Diversity, equity and inclusion. The three moral pillars of the first half of this decade mean nothing, and they never have. These are values inherent to any functioning society; they could be applied to literally anything. That being said they are ideals, which no civilization has managed to achieve on a large scale.
Following the political “reckoning” we all watched on our screens in 2020, DEI policies have come to stand as a levee against the tidal wave of injustices propping up our institutions and we’re beginning to see the levee break, but was it ever secure? I mean, can you name one organization successfully straddling the balance between satisfying the needs of a diverse population and ensuring the well-being of each individual, all while maintaining the institutional power necessary to do any of this?
America as a nation was founded on an ethos of achievement and excellence. With just a little, we can do a whole lot, and do it still tied to our bootstraps. We value work, but more than that, we value suffering. We love being the underdog and take pride in having toiled for our freedoms.
So what we were really asking each other to do when we started pushing DEI, was repress our American spirit.
I’d argue that by the time we started labeling corrections to inequitable systems as DEI policies and education surrounding these systems as “Critical Race Theory,” the sentiment was tired.
President Biden signed Executive Order 13985 on his first day in office. The order for “Advancing Racial Equity and Support for Underserved Communities Through the Federal Government” established that “affirmatively advancing equity, civil rights, racial justice and equal opportunity is the responsibility of the whole of our Government.”
Five years prior, on New Year’s Day in 2015, one of the largest American consulting firms — known for their work with Purdue Pharma and the Saudi Arabian government — McKinsey & Company, released a report titled “Why diversity matters.”
This report states that, “We know intuitively that diversity matters. It’s also increasingly clear that it makes sense in purely business terms. Our latest research finds that companies in the top quartile for gender or racial and ethnic diversity are more likely to have financial returns above their national industry medians.”
Plainly stated, DEI policies were simply a market trend. Now that we’re headed for a recession, the budget is too tight to keep pretending we care about equity. It’s time to focus on our own.

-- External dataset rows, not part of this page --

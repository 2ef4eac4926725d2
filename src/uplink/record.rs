use std::time::Instant;

use super::codec::EncodedPayload;
use super::spool::SpoolReason;
use crate::aggregate::CrowdSnapshot;

/// Delivery state of one record.
///
/// ```text
/// Pending -> InFlight -> Delivered
///    ^          |
///    +----------+ (retryable failure)
///               |
///               +-> Spooled
/// ```
///
/// A pending record can also go straight to `Spooled` when the queue overflows or the
/// flush deadline passes at shutdown.
#[derive(Clone, Copy, Debug, PartialEq, Eq)]
pub enum RecordState {
    Pending,
    InFlight,
    Delivered,
    Spooled(SpoolReason),
}

impl RecordState {
    pub fn is_terminal(self) -> bool {
        matches!(self, RecordState::Delivered | RecordState::Spooled(_))
    }
}

/// A snapshot on its way to the server. Only the uplink worker mutates it.
#[derive(Debug)]
pub struct UplinkRecord {
    pub snapshot: CrowdSnapshot,
    pub payload: EncodedPayload,
    attempts: u32,
    next_retry_at: Option<Instant>,
    last_error: Option<String>,
    state: RecordState,
}

impl UplinkRecord {
    pub fn new(snapshot: CrowdSnapshot, payload: EncodedPayload) -> Self {
        Self {
            snapshot,
            payload,
            attempts: 0,
            next_retry_at: None,
            last_error: None,
            state: RecordState::Pending,
        }
    }

    pub fn attempts(&self) -> u32 {
        self.attempts
    }

    pub fn next_retry_at(&self) -> Option<Instant> {
        self.next_retry_at
    }

    pub fn last_error(&self) -> Option<&str> {
        self.last_error.as_deref()
    }

    pub fn state(&self) -> RecordState {
        self.state
    }

    pub fn is_due(&self, now: Instant) -> bool {
        self.state == RecordState::Pending && self.next_retry_at.map_or(true, |at| at <= now)
    }

    /// Pending -> InFlight. Returns the 1-based attempt number.
    pub(crate) fn begin_attempt(&mut self) -> u32 {
        debug_assert_eq!(self.state, RecordState::Pending);
        self.state = RecordState::InFlight;
        self.attempts += 1;
        self.attempts
    }

    /// InFlight -> Pending, not before `at`.
    pub(crate) fn schedule_retry(&mut self, at: Instant, error: String) {
        debug_assert_eq!(self.state, RecordState::InFlight);
        self.state = RecordState::Pending;
        self.next_retry_at = Some(at);
        self.last_error = Some(error);
    }

    pub(crate) fn mark_delivered(&mut self) {
        debug_assert_eq!(self.state, RecordState::InFlight);
        self.state = RecordState::Delivered;
        self.next_retry_at = None;
    }

    pub(crate) fn mark_spooled(&mut self, reason: SpoolReason, error: Option<String>) {
        debug_assert!(!self.state.is_terminal());
        self.state = RecordState::Spooled(reason);
        self.next_retry_at = None;
        if error.is_some() {
            self.last_error = error;
        }
    }
}
use anyhow::Result;

use crate::detect::result::Detection;

/// Detector backend trait.
///
/// # Audit Boundary
///
/// Implementations receive pixels only for the duration of one `detect` call and
/// MUST NOT:
/// - Keep a copy of the pixels
/// - Write to disk
/// - Make network requests
///
/// `detect` takes `&self`: the only state a backend may carry between calls is its
/// loaded model, so identical frames always yield identical detections.
pub trait DetectorBackend {
    /// Backend identifier.
    fn name(&self) -> &'static str;

    /// Run detection on one packed RGB24 frame.
    ///
    /// An `Err` is treated by the engine as "no detections this frame".
    fn detect(&self, pixels: &[u8], width: u32, height: u32) -> Result<Vec<Detection>>;

    /// Checked once at load time. Failing here is a model-load failure.
    fn warm_up(&self) -> Result<()> {
        Ok(())
    }
}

This is reflected by the return to Americana aesthetics in popular culture, Beyoncè’s country album should have come as no surprise to anyone paying attention to the subcultural trends of the 2010s.
Lana Del Rey is one of the most obvious and recent examples of a subcultural icon adopted by the mainstream. Her infamous “Question for the culture” Instagram post in 2020 claimed there wasn’t a place in feminism for delicate women like her. I’d say the popularity of Nara Smith rectifies this statement.
Moreover, the existence of Elon Musk demonstrates exactly what Americans want most, to have so much money that they can’t be held accountable — freedom.
To say Elon Musk is weird is an understatement. He’s a manchild who expects to face no consequences for what he says and does, going so far as to refuse the D.C. dress code.
While some people may recognize this kind of behavior as petty clout flexing, most Americans don’t stop to wonder why the wealthiest man on the planet feels the need to do anything besides count his stacks on an island somewhere. Instead, they wish they were wealthy enough to buy a social media company they can use slurs on, as opposed to losing their job for doing the same.
2020 served as an awakening. It lets every voter who doesn’t value the collective action necessary to promote DEI — which, let’s face it, is most of us — know exactly what was on the ballot, and now we’re reaping the effects.
So go ahead and do what you want, there’s not enough funding to stop you.